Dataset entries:
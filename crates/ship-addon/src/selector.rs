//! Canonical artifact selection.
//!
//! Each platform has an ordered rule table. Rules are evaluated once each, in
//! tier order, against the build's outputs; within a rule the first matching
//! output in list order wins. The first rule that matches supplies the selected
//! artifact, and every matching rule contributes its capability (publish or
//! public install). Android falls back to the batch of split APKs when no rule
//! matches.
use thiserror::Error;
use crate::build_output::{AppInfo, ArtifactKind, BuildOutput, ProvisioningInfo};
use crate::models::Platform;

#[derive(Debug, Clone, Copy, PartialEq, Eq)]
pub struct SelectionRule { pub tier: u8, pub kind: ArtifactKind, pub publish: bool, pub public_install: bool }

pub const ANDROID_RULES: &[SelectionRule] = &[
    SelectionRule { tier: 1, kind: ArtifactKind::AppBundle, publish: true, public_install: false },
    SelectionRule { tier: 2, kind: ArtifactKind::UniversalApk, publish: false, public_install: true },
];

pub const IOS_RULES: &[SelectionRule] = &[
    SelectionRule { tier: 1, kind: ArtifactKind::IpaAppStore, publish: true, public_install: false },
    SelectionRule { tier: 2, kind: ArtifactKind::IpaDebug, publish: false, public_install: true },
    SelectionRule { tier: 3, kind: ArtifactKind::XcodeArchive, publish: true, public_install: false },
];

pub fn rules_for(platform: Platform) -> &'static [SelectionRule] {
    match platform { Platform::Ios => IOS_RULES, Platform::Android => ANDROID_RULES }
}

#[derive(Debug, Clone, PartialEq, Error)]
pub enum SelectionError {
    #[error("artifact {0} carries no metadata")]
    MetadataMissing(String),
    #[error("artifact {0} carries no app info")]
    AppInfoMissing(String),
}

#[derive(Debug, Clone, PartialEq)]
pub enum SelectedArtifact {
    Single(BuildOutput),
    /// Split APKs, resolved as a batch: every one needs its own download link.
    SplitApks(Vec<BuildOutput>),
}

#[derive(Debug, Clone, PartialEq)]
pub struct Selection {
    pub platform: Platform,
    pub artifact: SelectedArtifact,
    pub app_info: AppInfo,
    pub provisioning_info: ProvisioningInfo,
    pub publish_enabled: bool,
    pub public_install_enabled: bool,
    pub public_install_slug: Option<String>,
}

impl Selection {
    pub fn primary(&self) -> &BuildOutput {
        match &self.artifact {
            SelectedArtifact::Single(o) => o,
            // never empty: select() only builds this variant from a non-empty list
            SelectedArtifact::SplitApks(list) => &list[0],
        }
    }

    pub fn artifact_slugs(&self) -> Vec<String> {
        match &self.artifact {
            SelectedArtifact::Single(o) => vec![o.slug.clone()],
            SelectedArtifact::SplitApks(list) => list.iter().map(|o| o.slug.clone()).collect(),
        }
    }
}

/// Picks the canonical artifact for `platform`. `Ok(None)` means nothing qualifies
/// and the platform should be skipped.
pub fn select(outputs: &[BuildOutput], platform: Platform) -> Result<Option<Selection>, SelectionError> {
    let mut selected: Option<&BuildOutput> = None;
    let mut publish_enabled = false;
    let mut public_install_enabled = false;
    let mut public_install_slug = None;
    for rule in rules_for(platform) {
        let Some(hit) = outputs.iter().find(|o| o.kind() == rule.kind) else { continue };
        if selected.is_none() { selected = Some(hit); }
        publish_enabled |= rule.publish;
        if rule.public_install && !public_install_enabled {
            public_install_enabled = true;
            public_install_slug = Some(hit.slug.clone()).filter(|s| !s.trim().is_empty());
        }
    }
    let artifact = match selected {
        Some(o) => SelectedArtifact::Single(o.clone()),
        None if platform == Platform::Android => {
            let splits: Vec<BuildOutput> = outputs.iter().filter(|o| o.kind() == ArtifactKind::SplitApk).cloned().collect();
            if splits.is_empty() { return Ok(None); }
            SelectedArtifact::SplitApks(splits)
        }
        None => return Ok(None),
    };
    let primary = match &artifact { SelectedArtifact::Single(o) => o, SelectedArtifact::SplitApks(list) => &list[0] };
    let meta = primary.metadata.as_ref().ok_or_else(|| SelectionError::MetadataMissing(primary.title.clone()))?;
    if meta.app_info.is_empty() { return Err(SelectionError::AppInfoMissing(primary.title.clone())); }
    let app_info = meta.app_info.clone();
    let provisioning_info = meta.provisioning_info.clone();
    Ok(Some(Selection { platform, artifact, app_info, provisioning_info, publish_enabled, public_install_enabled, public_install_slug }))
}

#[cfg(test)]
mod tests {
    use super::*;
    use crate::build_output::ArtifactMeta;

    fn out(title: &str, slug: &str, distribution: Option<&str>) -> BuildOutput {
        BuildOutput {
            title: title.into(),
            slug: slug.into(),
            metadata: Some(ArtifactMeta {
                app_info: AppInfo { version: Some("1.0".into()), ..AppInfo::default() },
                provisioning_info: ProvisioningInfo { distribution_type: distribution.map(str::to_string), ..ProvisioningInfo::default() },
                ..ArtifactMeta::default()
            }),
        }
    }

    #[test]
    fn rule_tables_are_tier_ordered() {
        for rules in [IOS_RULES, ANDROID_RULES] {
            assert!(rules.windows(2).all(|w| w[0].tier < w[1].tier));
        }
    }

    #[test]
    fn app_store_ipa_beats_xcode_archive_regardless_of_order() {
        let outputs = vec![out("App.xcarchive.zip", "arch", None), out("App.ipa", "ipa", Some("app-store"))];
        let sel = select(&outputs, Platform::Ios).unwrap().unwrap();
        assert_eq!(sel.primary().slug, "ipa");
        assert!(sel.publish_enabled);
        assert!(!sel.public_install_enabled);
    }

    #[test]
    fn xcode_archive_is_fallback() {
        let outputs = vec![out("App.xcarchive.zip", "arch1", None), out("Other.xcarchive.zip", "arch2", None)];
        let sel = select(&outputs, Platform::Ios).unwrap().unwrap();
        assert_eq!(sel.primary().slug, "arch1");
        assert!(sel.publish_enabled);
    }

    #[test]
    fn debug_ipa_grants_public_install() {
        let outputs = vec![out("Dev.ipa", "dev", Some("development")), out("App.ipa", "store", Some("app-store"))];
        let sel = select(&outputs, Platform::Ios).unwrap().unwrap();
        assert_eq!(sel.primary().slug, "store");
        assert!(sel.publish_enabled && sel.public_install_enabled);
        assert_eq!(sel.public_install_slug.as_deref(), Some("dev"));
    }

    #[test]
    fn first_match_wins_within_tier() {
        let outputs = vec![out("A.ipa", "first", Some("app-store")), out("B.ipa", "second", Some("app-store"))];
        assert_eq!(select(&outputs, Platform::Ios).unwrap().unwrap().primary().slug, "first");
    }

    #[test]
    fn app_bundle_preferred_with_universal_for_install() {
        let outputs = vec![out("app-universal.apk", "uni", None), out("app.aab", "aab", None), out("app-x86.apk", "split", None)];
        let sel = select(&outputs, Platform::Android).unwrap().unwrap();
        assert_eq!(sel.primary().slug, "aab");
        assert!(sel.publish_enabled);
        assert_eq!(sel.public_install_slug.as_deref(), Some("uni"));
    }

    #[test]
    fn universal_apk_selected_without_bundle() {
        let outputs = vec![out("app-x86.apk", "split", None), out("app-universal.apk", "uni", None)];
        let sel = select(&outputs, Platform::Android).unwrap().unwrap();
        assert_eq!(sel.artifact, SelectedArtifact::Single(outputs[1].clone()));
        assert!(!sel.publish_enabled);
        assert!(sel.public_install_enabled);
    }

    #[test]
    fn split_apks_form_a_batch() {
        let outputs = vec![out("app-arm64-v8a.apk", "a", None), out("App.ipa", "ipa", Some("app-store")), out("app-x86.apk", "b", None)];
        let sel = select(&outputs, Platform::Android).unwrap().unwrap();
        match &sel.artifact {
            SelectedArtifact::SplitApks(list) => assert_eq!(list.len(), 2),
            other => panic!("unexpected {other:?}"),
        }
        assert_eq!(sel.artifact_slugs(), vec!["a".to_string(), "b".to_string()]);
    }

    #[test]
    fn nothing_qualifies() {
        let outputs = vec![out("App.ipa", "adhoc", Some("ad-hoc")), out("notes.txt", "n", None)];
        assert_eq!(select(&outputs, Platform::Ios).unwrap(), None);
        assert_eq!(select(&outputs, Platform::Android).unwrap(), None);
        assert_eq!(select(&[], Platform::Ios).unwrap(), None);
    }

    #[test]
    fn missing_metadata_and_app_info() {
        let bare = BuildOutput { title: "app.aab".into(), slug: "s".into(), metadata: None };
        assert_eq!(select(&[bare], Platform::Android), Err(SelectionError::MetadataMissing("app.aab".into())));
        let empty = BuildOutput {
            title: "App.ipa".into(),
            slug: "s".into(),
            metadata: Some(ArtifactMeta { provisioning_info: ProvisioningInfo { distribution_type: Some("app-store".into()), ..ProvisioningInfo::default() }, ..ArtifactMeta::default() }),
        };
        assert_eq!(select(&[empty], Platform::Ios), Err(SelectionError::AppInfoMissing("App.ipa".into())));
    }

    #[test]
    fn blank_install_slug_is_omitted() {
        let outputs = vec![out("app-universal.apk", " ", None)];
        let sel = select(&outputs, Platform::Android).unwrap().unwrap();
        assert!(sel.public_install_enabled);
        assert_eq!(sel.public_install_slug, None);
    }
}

## PROBLEM TO SOLVE
Reproduce exactly the lines that run from the start of the records to the line with "capability (publish or", both included.

## ANSWER TO THIS TASK
filename crates/ship-addon/src/selector.rs
//! Canonical artifact selection.
//!
//! Each platform has an ordered rule table. Rules are evaluated once each, in
//! tier order, against the build's outputs; within a rule the first matching
//! output in list order wins. The first rule that matches supplies the selected
//! artifact, and every matching rule contributes its capability (publish or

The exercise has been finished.